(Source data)
******************************
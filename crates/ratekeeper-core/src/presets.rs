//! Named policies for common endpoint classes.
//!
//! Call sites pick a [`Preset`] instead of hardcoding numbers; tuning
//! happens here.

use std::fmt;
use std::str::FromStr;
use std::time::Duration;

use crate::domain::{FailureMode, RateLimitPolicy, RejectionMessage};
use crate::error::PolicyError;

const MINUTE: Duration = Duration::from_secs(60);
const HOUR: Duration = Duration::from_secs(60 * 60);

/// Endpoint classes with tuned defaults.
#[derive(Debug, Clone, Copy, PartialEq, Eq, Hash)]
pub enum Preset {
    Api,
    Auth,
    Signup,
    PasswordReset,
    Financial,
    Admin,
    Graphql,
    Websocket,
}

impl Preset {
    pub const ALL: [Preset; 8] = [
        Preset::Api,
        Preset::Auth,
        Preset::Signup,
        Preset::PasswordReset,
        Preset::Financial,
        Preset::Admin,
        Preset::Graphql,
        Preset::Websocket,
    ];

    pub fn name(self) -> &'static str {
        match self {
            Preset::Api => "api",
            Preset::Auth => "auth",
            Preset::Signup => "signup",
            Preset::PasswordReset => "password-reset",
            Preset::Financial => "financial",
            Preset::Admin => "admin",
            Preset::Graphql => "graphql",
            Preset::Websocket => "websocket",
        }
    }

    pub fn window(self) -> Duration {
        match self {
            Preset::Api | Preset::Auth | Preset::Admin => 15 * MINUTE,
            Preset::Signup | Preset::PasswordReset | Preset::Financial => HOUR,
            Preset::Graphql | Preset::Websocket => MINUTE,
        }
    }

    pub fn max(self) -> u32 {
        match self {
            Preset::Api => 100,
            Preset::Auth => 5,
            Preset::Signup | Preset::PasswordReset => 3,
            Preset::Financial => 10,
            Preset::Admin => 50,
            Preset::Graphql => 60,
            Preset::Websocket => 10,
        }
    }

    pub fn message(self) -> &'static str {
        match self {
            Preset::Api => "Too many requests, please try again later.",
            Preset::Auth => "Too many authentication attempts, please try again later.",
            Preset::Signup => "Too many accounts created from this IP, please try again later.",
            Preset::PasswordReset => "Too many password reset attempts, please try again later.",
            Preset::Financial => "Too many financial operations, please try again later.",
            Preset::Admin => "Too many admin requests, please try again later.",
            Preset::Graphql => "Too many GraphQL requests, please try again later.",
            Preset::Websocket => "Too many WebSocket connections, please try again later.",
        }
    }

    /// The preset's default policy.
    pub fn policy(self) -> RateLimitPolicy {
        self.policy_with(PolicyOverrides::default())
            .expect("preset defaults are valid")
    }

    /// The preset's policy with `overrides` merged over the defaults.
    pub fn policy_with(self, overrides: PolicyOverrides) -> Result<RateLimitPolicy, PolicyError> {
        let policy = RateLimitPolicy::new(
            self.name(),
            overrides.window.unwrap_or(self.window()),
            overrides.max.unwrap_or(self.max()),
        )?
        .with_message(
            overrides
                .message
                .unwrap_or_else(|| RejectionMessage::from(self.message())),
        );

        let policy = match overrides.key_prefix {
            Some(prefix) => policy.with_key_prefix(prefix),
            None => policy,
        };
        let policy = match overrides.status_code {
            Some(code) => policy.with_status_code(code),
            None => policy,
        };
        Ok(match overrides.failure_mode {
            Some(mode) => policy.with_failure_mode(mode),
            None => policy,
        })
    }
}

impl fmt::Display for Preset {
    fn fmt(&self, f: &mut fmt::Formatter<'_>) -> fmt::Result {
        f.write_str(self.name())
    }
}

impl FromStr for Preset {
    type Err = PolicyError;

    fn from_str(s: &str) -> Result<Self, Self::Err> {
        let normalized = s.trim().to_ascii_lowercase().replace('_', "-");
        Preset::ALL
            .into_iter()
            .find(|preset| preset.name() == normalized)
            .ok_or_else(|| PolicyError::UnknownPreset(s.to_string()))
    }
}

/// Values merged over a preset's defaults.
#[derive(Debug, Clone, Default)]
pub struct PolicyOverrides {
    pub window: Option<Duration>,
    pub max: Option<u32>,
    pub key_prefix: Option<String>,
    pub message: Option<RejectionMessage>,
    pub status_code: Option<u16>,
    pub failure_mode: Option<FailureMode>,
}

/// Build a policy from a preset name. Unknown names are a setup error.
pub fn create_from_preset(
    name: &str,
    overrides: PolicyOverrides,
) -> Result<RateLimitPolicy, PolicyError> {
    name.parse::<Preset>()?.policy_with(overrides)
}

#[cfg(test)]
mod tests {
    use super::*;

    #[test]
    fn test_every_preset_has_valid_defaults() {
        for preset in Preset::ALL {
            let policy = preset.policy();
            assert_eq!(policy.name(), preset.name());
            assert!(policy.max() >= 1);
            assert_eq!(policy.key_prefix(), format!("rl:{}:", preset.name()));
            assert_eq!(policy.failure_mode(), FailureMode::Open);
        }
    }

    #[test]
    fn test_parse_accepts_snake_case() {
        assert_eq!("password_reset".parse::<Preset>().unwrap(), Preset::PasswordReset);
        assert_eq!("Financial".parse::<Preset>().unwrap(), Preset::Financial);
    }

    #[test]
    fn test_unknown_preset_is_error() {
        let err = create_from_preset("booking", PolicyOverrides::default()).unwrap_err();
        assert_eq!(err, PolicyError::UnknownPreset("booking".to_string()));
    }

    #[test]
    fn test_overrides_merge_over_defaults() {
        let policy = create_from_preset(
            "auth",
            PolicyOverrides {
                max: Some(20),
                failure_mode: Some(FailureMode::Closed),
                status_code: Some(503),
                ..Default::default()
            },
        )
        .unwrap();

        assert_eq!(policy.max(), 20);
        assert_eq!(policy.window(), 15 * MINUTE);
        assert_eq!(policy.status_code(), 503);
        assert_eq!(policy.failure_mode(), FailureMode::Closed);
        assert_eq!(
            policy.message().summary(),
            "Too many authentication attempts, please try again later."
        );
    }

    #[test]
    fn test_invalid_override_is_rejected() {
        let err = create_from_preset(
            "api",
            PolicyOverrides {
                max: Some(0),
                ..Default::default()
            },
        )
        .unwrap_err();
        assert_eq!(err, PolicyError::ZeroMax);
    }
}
******************************
• ASSIGNED TASK: Print each record again. Nothing may be left out.

• RESULT OF THE EXERCISE:
filename crates/ratekeeper-core/src/presets.rs
//! Named policies for common endpoint classes.
//!
//! Call sites pick a [`Preset`] instead of hardcoding numbers; tuning
//! happens here.

use std::fmt;
use std::str::FromStr;
use std::time::Duration;

use crate::domain::{FailureMode, RateLimitPolicy, RejectionMessage};
use crate::error::PolicyError;

const MINUTE: Duration = Duration::from_secs(60);
const HOUR: Duration = Duration::from_secs(60 * 60);

/// Endpoint classes with tuned defaults.
#[derive(Debug, Clone, Copy, PartialEq, Eq, Hash)]
pub enum Preset {
    Api,
    Auth,
    Signup,
    PasswordReset,
    Financial,
    Admin,
    Graphql,
    Websocket,
}

impl Preset {
    pub const ALL: [Preset; 8] = [
        Preset::Api,
        Preset::Auth,
        Preset::Signup,
        Preset::PasswordReset,
        Preset::Financial,
        Preset::Admin,
        Preset::Graphql,
        Preset::Websocket,
    ];

    pub fn name(self) -> &'static str {
        match self {
            Preset::Api => "api",
            Preset::Auth => "auth",
            Preset::Signup => "signup",
            Preset::PasswordReset => "password-reset",
            Preset::Financial => "financial",
            Preset::Admin => "admin",
            Preset::Graphql => "graphql",
            Preset::Websocket => "websocket",
        }
    }

    pub fn window(self) -> Duration {
        match self {
            Preset::Api | Preset::Auth | Preset::Admin => 15 * MINUTE,
            Preset::Signup | Preset::PasswordReset | Preset::Financial => HOUR,
            Preset::Graphql | Preset::Websocket => MINUTE,
        }
    }

    pub fn max(self) -> u32 {
        match self {
            Preset::Api => 100,
            Preset::Auth => 5,
            Preset::Signup | Preset::PasswordReset => 3,
            Preset::Financial => 10,
            Preset::Admin => 50,
            Preset::Graphql => 60,
            Preset::Websocket => 10,
        }
    }

    pub fn message(self) -> &'static str {
        match self {
            Preset::Api => "Too many requests, please try again later.",
            Preset::Auth => "Too many authentication attempts, please try again later.",
            Preset::Signup => "Too many accounts created from this IP, please try again later.",
            Preset::PasswordReset => "Too many password reset attempts, please try again later.",
            Preset::Financial => "Too many financial operations, please try again later.",
            Preset::Admin => "Too many admin requests, please try again later.",
            Preset::Graphql => "Too many GraphQL requests, please try again later.",
            Preset::Websocket => "Too many WebSocket connections, please try again later.",
        }
    }

    /// The preset's default policy.
    pub fn policy(self) -> RateLimitPolicy {
        self.policy_with(PolicyOverrides::default())
            .expect("preset defaults are valid")
    }

    /// The preset's policy with `overrides` merged over the defaults.
    pub fn policy_with(self, overrides: PolicyOverrides) -> Result<RateLimitPolicy, PolicyError> {
        let policy = RateLimitPolicy::new(
            self.name(),
            overrides.window.unwrap_or(self.window()),
            overrides.max.unwrap_or(self.max()),
        )?
        .with_message(
            overrides
                .message
                .unwrap_or_else(|| RejectionMessage::from(self.message())),
        );

        let policy = match overrides.key_prefix {
            Some(prefix) => policy.with_key_prefix(prefix),
            None => policy,
        };
        let policy = match overrides.status_code {
            Some(code) => policy.with_status_code(code),
            None => policy,
        };
        Ok(match overrides.failure_mode {
            Some(mode) => policy.with_failure_mode(mode),
            None => policy,
        })
    }
}

impl fmt::Display for Preset {
    fn fmt(&self, f: &mut fmt::Formatter<'_>) -> fmt::Result {
        f.write_str(self.name())
    }
}

impl FromStr for Preset {
    type Err = PolicyError;

    fn from_str(s: &str) -> Result<Self, Self::Err> {
        let normalized = s.trim().to_ascii_lowercase().replace('_', "-");
        Preset::ALL
            .into_iter()
            .find(|preset| preset.name() == normalized)
            .ok_or_else(|| PolicyError::UnknownPreset(s.to_string()))
    }
}

/// Values merged over a preset's defaults.
#[derive(Debug, Clone, Default)]
pub struct PolicyOverrides {
    pub window: Option<Duration>,
    pub max: Option<u32>,
    pub key_prefix: Option<String>,
    pub message: Option<RejectionMessage>,
    pub status_code: Option<u16>,
    pub failure_mode: Option<FailureMode>,
}

/// Build a policy from a preset name. Unknown names are a setup error.
pub fn create_from_preset(
    name: &str,
    overrides: PolicyOverrides,
) -> Result<RateLimitPolicy, PolicyError> {
    name.parse::<Preset>()?.policy_with(overrides)
}

#[cfg(test)]
mod tests {
    use super::*;

    #[test]
    fn test_every_preset_has_valid_defaults() {
        for preset in Preset::ALL {
            let policy = preset.policy();
            assert_eq!(policy.name(), preset.name());
            assert!(policy.max() >= 1);
            assert_eq!(policy.key_prefix(), format!("rl:{}:", preset.name()));
            assert_eq!(policy.failure_mode(), FailureMode::Open);
        }
    }

    #[test]
    fn test_parse_accepts_snake_case() {
        assert_eq!("password_reset".parse::<Preset>().unwrap(), Preset::PasswordReset);
        assert_eq!("Financial".parse::<Preset>().unwrap(), Preset::Financial);
    }

    #[test]
    fn test_unknown_preset_is_error() {
        let err = create_from_preset("booking", PolicyOverrides::default()).unwrap_err();
        assert_eq!(err, PolicyError::UnknownPreset("booking".to_string()));
    }

    #[test]
    fn test_overrides_merge_over_defaults() {
        let policy = create_from_preset(
            "auth",
            PolicyOverrides {
                max: Some(20),
                failure_mode: Some(FailureMode::Closed),
                status_code: Some(503),
                ..Default::default()
            },
        )
        .unwrap();

        assert_eq!(policy.max(), 20);
        assert_eq!(policy.window(), 15 * MINUTE);
        assert_eq!(policy.status_code(), 503);
        assert_eq!(policy.failure_mode(), FailureMode::Closed);
        assert_eq!(
            policy.message().summary(),
            "Too many authentication attempts, please try again later."
        );
    }

    #[test]
    fn test_invalid_override_is_rejected() {
        let err = create_from_preset(
            "api",
            PolicyOverrides {
                max: Some(0),
                ..Default::default()
            },
        )
        .unwrap_err();
        assert_eq!(err, PolicyError::ZeroMax);
    }
}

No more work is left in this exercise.